**Exercise**
Output the data word for word. Begin at its first line and end at the line with "or test execution".

(Records contained in a dataset)
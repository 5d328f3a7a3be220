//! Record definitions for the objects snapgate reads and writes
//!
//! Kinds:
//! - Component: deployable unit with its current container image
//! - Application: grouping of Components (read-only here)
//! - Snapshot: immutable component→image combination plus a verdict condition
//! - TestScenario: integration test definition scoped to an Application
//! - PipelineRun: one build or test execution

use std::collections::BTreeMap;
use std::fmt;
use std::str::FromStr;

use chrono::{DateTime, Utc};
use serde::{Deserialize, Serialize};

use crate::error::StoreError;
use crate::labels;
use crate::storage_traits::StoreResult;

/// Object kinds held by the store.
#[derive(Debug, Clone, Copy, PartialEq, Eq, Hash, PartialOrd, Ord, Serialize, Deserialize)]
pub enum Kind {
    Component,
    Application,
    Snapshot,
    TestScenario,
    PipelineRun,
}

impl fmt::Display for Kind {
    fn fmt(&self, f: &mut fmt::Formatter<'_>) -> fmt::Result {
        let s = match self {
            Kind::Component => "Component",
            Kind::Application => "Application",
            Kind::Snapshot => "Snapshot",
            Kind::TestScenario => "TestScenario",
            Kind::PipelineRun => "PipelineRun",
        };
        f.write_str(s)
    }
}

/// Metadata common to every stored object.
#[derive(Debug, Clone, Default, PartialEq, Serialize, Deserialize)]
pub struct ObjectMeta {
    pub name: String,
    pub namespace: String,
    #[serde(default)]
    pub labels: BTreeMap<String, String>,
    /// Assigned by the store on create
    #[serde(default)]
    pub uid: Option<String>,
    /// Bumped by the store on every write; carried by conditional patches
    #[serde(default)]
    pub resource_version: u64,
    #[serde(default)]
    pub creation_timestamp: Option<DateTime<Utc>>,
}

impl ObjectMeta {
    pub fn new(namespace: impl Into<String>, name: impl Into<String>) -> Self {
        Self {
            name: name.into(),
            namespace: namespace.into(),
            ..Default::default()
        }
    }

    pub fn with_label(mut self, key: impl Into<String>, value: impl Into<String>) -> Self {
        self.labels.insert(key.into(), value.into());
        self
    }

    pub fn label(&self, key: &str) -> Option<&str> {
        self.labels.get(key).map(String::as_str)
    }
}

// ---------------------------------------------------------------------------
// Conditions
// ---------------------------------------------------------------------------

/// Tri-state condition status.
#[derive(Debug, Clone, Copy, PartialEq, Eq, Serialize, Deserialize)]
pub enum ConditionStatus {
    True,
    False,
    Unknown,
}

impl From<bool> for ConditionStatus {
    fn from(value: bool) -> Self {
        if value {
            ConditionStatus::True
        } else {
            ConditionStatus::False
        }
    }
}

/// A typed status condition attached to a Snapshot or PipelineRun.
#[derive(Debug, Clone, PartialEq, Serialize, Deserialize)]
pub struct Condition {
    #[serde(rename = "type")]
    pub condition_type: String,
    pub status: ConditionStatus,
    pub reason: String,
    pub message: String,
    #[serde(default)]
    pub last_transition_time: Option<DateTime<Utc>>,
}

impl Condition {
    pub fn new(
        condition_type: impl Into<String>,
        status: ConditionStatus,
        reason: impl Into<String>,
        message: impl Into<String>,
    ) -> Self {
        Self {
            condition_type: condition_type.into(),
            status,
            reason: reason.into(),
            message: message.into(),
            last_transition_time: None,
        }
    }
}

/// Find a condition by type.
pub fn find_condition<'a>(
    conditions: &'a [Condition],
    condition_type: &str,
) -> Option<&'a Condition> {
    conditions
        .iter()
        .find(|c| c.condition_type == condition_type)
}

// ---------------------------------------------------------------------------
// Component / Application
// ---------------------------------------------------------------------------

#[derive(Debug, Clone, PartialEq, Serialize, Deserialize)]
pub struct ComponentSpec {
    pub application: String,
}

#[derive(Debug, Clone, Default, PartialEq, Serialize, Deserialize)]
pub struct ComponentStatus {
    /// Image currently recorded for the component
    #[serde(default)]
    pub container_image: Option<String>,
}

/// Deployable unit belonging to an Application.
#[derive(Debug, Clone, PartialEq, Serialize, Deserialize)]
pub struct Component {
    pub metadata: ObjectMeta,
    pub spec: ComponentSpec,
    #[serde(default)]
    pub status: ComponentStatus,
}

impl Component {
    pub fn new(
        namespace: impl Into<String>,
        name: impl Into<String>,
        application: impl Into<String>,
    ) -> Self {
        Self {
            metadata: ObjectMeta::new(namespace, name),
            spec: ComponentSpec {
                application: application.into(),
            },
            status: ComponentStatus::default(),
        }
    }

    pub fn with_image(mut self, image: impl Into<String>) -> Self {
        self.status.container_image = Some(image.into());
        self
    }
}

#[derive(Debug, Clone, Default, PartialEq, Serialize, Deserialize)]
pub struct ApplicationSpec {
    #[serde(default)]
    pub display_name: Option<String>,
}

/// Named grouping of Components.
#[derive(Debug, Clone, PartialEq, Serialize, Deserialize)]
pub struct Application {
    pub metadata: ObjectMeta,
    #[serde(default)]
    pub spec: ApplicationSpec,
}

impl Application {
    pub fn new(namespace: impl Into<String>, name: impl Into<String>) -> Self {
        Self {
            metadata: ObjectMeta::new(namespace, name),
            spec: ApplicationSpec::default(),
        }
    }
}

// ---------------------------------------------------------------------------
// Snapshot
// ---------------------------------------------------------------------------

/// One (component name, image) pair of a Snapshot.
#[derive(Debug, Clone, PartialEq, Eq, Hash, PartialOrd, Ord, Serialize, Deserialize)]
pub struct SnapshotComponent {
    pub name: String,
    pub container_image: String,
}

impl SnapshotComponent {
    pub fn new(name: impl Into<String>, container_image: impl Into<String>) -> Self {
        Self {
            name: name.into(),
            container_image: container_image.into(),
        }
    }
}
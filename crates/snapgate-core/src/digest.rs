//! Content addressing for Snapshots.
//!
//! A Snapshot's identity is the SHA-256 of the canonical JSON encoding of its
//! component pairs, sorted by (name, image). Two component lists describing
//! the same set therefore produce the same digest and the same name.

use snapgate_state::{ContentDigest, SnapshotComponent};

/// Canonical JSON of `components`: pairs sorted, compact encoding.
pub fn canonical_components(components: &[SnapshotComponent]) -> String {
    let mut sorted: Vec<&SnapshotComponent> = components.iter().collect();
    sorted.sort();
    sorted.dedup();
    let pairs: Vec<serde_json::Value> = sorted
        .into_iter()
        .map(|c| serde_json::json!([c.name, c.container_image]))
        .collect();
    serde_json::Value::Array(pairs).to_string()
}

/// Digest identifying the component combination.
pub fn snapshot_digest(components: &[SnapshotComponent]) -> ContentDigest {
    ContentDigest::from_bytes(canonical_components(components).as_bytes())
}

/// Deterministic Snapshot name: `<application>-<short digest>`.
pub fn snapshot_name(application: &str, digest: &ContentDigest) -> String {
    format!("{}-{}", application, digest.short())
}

**Task result**
repository 5d328f3a7a3be220
//! Record definitions for the objects snapgate reads and writes
//!
//! Kinds:
//! - Component: deployable unit with its current container image
//! - Application: grouping of Components (read-only here)
//! - Snapshot: immutable component→image combination plus a verdict condition
//! - TestScenario: integration test definition scoped to an Application
//! - PipelineRun: one build or test execution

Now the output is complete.